Issues with minor requirement raised by provost, faculty

A bit more than a decade after it was implemented, the required minor at Baldwin Wallace is showing some signs of wear.

After the revision of the Core Curriculum in 2004, the university established a requirement of a minor to establish depth of knowledge in another field outside of the major. However, many faculty members, including Provost Dr. Stephen Stahl, say the minor is not currently being used as it was intended.

Members of administration and faculty have expressed support for the minor requirement, but also felt there are currently some issues that need to be addressed. Stahl said one problem he sees is with students having too many majors and minors.

“I am concerned we have many students that have two majors and three minors or three majors and two minors,” said Stahl. “I think over-credentialing is a problem. If you have too many degrees it diminishes the quality of education.”

Over-credentialing is just one current issue with the minor requirement, however. Students are declaring minors that are too similar to their major, school officials said.

According to Dr. Susan Oldrieve, associate dean of the School of Humanities and professor of English, students end up delaying their graduation and increasing the financial burden by declaring too many majors and minors. 

“They are looking at graduation rates and trying to figure out why people aren’t graduating in four years,” said Oldrieve. “And sometimes this is the reason. Students choose to stay to finish their double major or triple major or quadruple minor.”

Though nothing is imminent, she said there has been talk with the Dean’s Council and especially Stahl about limiting the number of credentials a student can declare. In separate interviews, Stahl and Oldrieve, along with Randy Molmen, associate professor of Computer Science, and Dr. Lori Long, chair of the Department of Management and Entrepreneurship, agreed that students should be limited in the extent of degrees declared, though there has been no talk of when this change might occur.

“There are some things we have to work on, I think, to get to where we want to be,” said Stahl. “I would like to see us limit the number of majors and minors a student can sign up for and I would like to see us have a hard deadline by which a student must sign for the major and minor. I think if we do things like that, there will be less desire for students to have too many credentials.”

Long said she is supportive of limiting majors and minors, but there’s another problem other than delaying graduation and increasing financial burden: the impact on the student’s college experience. That experience, she said, should be “academics as well as the co-curricular.”

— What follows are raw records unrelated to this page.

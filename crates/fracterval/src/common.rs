//! Operations shared by both mantissa widths.
//!
//! Only the width-independent operations live here. Products and quotients
//! differ per width and are written out in `fru64.rs` and `fru128.rs`.

macro_rules! fracterval_common {
    ($name:ident, $mant:ty, $bits:expr) => {
        impl $name {
            /// The fractoid zero.
            pub const ZERO: Self = Self { lower: 0, upper: 0 };

            /// Saturated one. Every upper bound is exclusive, so multiplying by
            /// this value stays sound even though one itself is not representable.
            pub const ONE: Self = Self {
                lower: <$mant>::MAX,
                upper: <$mant>::MAX,
            };

            /// Creates a fracterval; the bounds are swapped if given out of order.
            #[inline]
            pub fn new(lower: $mant, upper: $mant) -> Self {
                if lower <= upper {
                    Self { lower, upper }
                } else {
                    Self { lower: upper, upper: lower }
                }
            }

            /// Creates a zero-width fracterval covering `[v, v + ulp)`.
            #[inline]
            pub const fn fractoid(v: $mant) -> Self {
                Self { lower: v, upper: v }
            }

            /// Inclusive lower mantissa.
            #[inline]
            pub const fn lower(&self) -> $mant {
                self.lower
            }

            /// Upper mantissa; the represented interval ends one ulp above it.
            #[inline]
            pub const fn upper(&self) -> $mant {
                self.upper
            }

            #[inline]
            pub const fn is_fractoid(&self) -> bool {
                self.lower == self.upper
            }

            /// Floor of the midpoint of `[lower, upper + 1)`.
            #[inline]
            pub const fn mean(&self) -> $mant {
                let span = self.upper - self.lower;
                self.lower + (span >> 1) + (span & 1)
            }

            /// Orders two fractervals by their means. Intervals whose means are
            /// bit-identical compare equal, however different their widths.
            #[inline]
            pub fn cmp_mean(&self, other: &Self) -> std::cmp::Ordering {
                self.mean().cmp(&other.mean())
            }

            /// Whether `other` lies entirely within `self`.
            #[inline]
            pub const fn contains(&self, other: &Self) -> bool {
                self.lower <= other.lower && other.upper <= self.upper
            }

            /// Whether the two intervals share at least one ulp.
            #[inline]
            pub const fn overlaps(&self, other: &Self) -> bool {
                self.lower <= other.upper && other.lower <= self.upper
            }

            /// Sum of two fractervals. Saturates and raises `overflow` past the top.
            #[inline]
            pub fn add(self, other: Self, overflow: &mut bool) -> Self {
                let lower = match self.lower.checked_add(other.lower) {
                    Some(v) => v,
                    None => {
                        *overflow = true;
                        return Self::ONE;
                    }
                };
                let upper = match self
                    .upper
                    .checked_add(other.upper)
                    .and_then(|v| v.checked_add(1))
                {
                    Some(v) => v,
                    None => {
                        *overflow = true;
                        <$mant>::MAX
                    }
                };
                Self { lower, upper }
            }

            /// Difference of two fractervals. Clips at zero and raises `overflow`
            /// on underflow of either bound.
            #[inline]
            pub fn subtract(self, other: Self, overflow: &mut bool) -> Self {
                let lower = match self
                    .lower
                    .checked_sub(other.upper)
                    .and_then(|v| v.checked_sub(1))
                {
                    Some(v) => v,
                    None => {
                        *overflow = true;
                        0
                    }
                };
                let upper = match self.upper.checked_sub(other.lower) {
                    Some(v) => v,
                    None => {
                        *overflow = true;
                        0
                    }
                };
                Self { lower, upper }
            }

            /// Difference of two fractervals whose exact difference is known to be
            /// non-negative. The lower bound clamps at zero silently; only an
            /// upper-bound underflow, which means the premise was false, raises
            /// `overflow`.
            #[inline]
            pub fn subtract_clamped(self, other: Self, overflow: &mut bool) -> Self {
                let lower = self
                    .lower
                    .saturating_sub(other.upper)
                    .saturating_sub(1);
                let upper = match self.upper.checked_sub(other.lower) {
                    Some(v) => v,
                    None => {
                        *overflow = true;
                        0
                    }
                };
                Self {
                    lower: lower.min(upper),
                    upper,
                }
            }

            /// Multiplies by `2^n`.
            #[inline]
            pub fn shift_left(self, n: u32, overflow: &mut bool) -> Self {
                if n == 0 {
                    return self;
                }
                let lower = if self.lower == 0 {
                    0
                } else if n >= $bits || self.lower.leading_zeros() < n {
                    *overflow = true;
                    return Self::ONE;
                } else {
                    self.lower << n
                };
                let upper = if n >= $bits || self.upper.leading_zeros() < n {
                    *overflow = true;
                    <$mant>::MAX
                } else {
                    (self.upper << n) | (((1 as $mant) << n) - 1)
                };
                Self { lower, upper }
            }

            /// Divides by `2^n`. Never overflows.
            #[inline]
            pub fn shift_right(self, n: u32) -> Self {
                Self {
                    lower: self.lower.checked_shr(n).unwrap_or(0),
                    upper: self.upper.checked_shr(n).unwrap_or(0),
                }
            }

            /// Smallest fracterval containing both operands.
            #[inline]
            pub fn union(self, other: Self) -> Self {
                Self {
                    lower: self.lower.min(other.lower),
                    upper: self.upper.max(other.upper),
                }
            }

            /// One's-complement reflection, `1 - x`.
            #[inline]
            pub const fn not(self) -> Self {
                Self {
                    lower: !self.upper,
                    upper: !self.lower,
                }
            }

            /// Divides by an integer. Division by zero saturates to one and
            /// raises `overflow`.
            #[inline]
            pub fn divide_u64(self, divisor: u64, overflow: &mut bool) -> Self {
                if divisor == 0 {
                    *overflow = true;
                    return Self::ONE;
                }
                let divisor = divisor as $mant;
                Self {
                    lower: self.lower / divisor,
                    upper: self.upper / divisor,
                }
            }

            /// Inclusive lower bound as a float.
            pub fn lower_f64(&self) -> f64 {
                self.lower as f64 / 2f64.powi($bits)
            }

            /// Exclusive upper bound as a float.
            pub fn upper_f64(&self) -> f64 {
                (self.upper as f64 + 1.0) / 2f64.powi($bits)
            }

            /// Midpoint as a float, for reporting only.
            pub fn to_f64(&self) -> f64 {
                (self.lower_f64() + self.upper_f64()) / 2.0
            }
        }

        impl Default for $name {
            fn default() -> Self {
                Self::ZERO
            }
        }
    };
}

pub(crate) use fracterval_common;
//! Engine configuration

use mask_model::{full_mask_max, MaskError};
use math_cache::{CacheError, DEFAULT_TABLE_LEN, MAX_BITS, MIN_BITS, STIRLING_MIN};
use serde::{Deserialize, Serialize};

use crate::{EngineError, Mode, ModeSet};

/// Engine API revision. Callers pin a minimum through
/// `EngineConfig::min_api_version`.
pub const API_VERSION: u32 = 1;

/// Context configuration
#[derive(Debug, Clone, PartialEq, Eq, Serialize, Deserialize)]
#[serde(default)]
pub struct EngineConfig {
    /// Mask size in bytes minus one (0 to 3)
    pub granularity: u8,

    /// Masks start at every byte rather than every mask-sized block
    pub overlap: bool,

    /// Largest mask value; tables are allocated to this size
    pub mask_max: u32,

    /// Largest mask list index any transform will see
    pub mask_idx_max: u64,

    /// Largest sweep index, so sweeps hold at most `sweep_mask_idx_max + 1`
    /// masks
    pub sweep_mask_idx_max: u64,

    /// Modes this context can run
    pub modes: ModeSet,

    /// Cap on the log cache size as a power of two. The enabled modes
    /// suggest a size; this only ever lowers it.
    pub log_cache_bits: Option<u32>,

    /// Tabulated log-gamma arguments before Stirling's series takes over
    pub log_gamma_table_len: u64,

    /// Oldest engine API the caller accepts
    pub min_api_version: u32,
}

impl Default for EngineConfig {
    fn default() -> Self {
        Self {
            granularity: 0,
            overlap: false,
            mask_max: 0xFF,
            mask_idx_max: (1 << 24) - 1,
            sweep_mask_idx_max: (1 << 20) - 1,
            modes: ModeSet::single(Mode::Shannon),
            log_cache_bits: None,
            log_gamma_table_len: DEFAULT_TABLE_LEN,
            min_api_version: API_VERSION,
        }
    }
}

impl EngineConfig {
    /// Byte masks over the full 0..=255 span
    pub fn bytes(modes: ModeSet) -> Self {
        Self {
            modes,
            ..Default::default()
        }
    }

    /// Full-width masks of `granularity + 1` bytes
    pub fn for_granularity(granularity: u8, modes: ModeSet) -> Result<Self, EngineError> {
        Ok(Self {
            granularity,
            mask_max: full_mask_max(granularity)?,
            modes,
            ..Default::default()
        })
    }

    /// Checks every construction-time constraint.
    pub fn validate(&self) -> Result<(), EngineError> {
        if self.min_api_version > API_VERSION {
            return Err(EngineError::ApiVersion {
                required: self.min_api_version,
                available: API_VERSION,
            });
        }
        if self.modes.is_empty() {
            return Err(EngineError::EmptyModeSet);
        }

        let limit = full_mask_max(self.granularity)?;
        if self.mask_max > limit {
            return Err(MaskError::MaskMaxTooLarge {
                mask_max: self.mask_max,
                limit,
                granularity: self.granularity,
            }
            .into());
        }
        if self.modes.has_moments() && !(self.mask_max as u64 + 1).is_power_of_two() {
            return Err(EngineError::MaskMaxNotPow2Minus1(self.mask_max));
        }

        // frequencies and complement counts are u32
        if self.mask_idx_max >= u32::MAX as u64 {
            return Err(EngineError::MaskIdxMaxTooLarge(self.mask_idx_max));
        }
        if self.sweep_mask_idx_max > self.mask_idx_max {
            return Err(EngineError::SweepLimitExceedsMaskLimit {
                sweep: self.sweep_mask_idx_max,
                masks: self.mask_idx_max,
            });
        }

        if let Some(bits) = self.log_cache_bits {
            if !(MIN_BITS..=MAX_BITS).contains(&bits) {
                return Err(CacheError::InvalidBits {
                    bits,
                    min: MIN_BITS,
                    max: MAX_BITS,
                }
                .into());
            }
        }
        if self.log_gamma_table_len < STIRLING_MIN {
            return Err(CacheError::TableTooShort {
                len: self.log_gamma_table_len,
                min: STIRLING_MIN,
            }
            .into());
        }
        Ok(())
    }

    /// Mask list length limit
    pub fn max_masks(&self) -> u64 {
        self.mask_idx_max + 1
    }

    /// Sweep length limit
    pub fn max_sweep(&self) -> u64 {
        self.sweep_mask_idx_max + 1
    }
}
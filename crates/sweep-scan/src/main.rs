//! Sweep Scan - Main Entry Point

use anyhow::Result;
use sweep_scan::{init_logging, run, ScanSettings};
use tracing::info;

fn main() -> Result<()> {
    let settings = ScanSettings::load()?;
    init_logging(&settings.log_level);

    info!("=== Sweep Scan v{} ===", env!("CARGO_PKG_VERSION"));

    for report in run(&settings)? {
        println!("{}", serde_json::to_string_pretty(&report)?);
    }
    Ok(())
}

“Students that aggressively seek several majors and several minors often are taking 18-plus credits a semester and are unable to get engaged in extra-curricular activities and so forth,” said Long. “So I’m not opposed to limiting the number of majors and minors students have because I think there are lots of other rich experiences you get as a college student that you should be able to take advantage of.”

Another problem with the current state of the required minor, said Stahl, is students who declare a minor or minors that overlap with their major too much.

He said this is often a situation of students taking the easiest path to a minor, which was not the intention of the requirement. While a similar major can be helpful, he said, it would need to be selected for “interest rather than sake of ease.” Having experience outside the scope of the major provides a clear a vocational benefit, he said.

“When chosen for interest, it forces you outside of the home of the major into a different discipline,” said Stahl. “When you get out in the real world, you’re going to have to have mastery of a subject matter, but be expected to apply it in a multi-disciplinary field and probably end up nowhere near where you started.”

When the minor was first proposed by the Core Curriculum Committee between 2002 and 2004, the idea was to get more depth in a field outside of the school of the student’s major, said Oldrieve.

At that time, the Higher Learning Committee, which evaluates the school’s accreditation, had said students needed more depth in the core and the Core Curriculum Committee agreed the minor was the best way to do that, said Oldrieve.

“We put together this task force and researched what other schools were doing and came up with two or three models that the faculty then voted on,” she said. “The idea of a minor was brought to the committee and everyone liked it because it doubled the marketability of our students by giving them two fields of depth. They also liked the idea since it created more emphasis on the liberal arts idea of being well-rounded — of knowing things outside your major.”

The minor was a good idea, said Oldrieve, but many people, including Long and Molmen, agreed it wasn’t practical for every student to have a minor outside of the school of their major.

Molmen said the requirement was changed to have minor outside of the major and this is where the problem of overlap comes in.

There needs to be more of a difference in the classes required for the major and minor to avoid this problem, he said, which falls on the departments.

“There’s always pressure to let someone do a minor that is so close to their major,” said Molmen, “and that really doesn’t accomplish the things we want it to accomplish. So, departments need to resist the pressure to create minors that are too close to the major or captive within the major.”

If used properly, a minor can provide diverse learning experiences, prepare a student for a career, and give two perspectives on the world, according to the faculty.

Though there are issues with its current incarnation and execution, Molmen said he is “absolutely” in favor of the minor when used for its original purpose.

“The idea of getting a significant depth of study in a different field is great,” said Molmen. “It’s useful for our students. It helps them succeed later in life, both professionally and personally. It gives them the ability to work with different groups of people that have different values and different approaches.”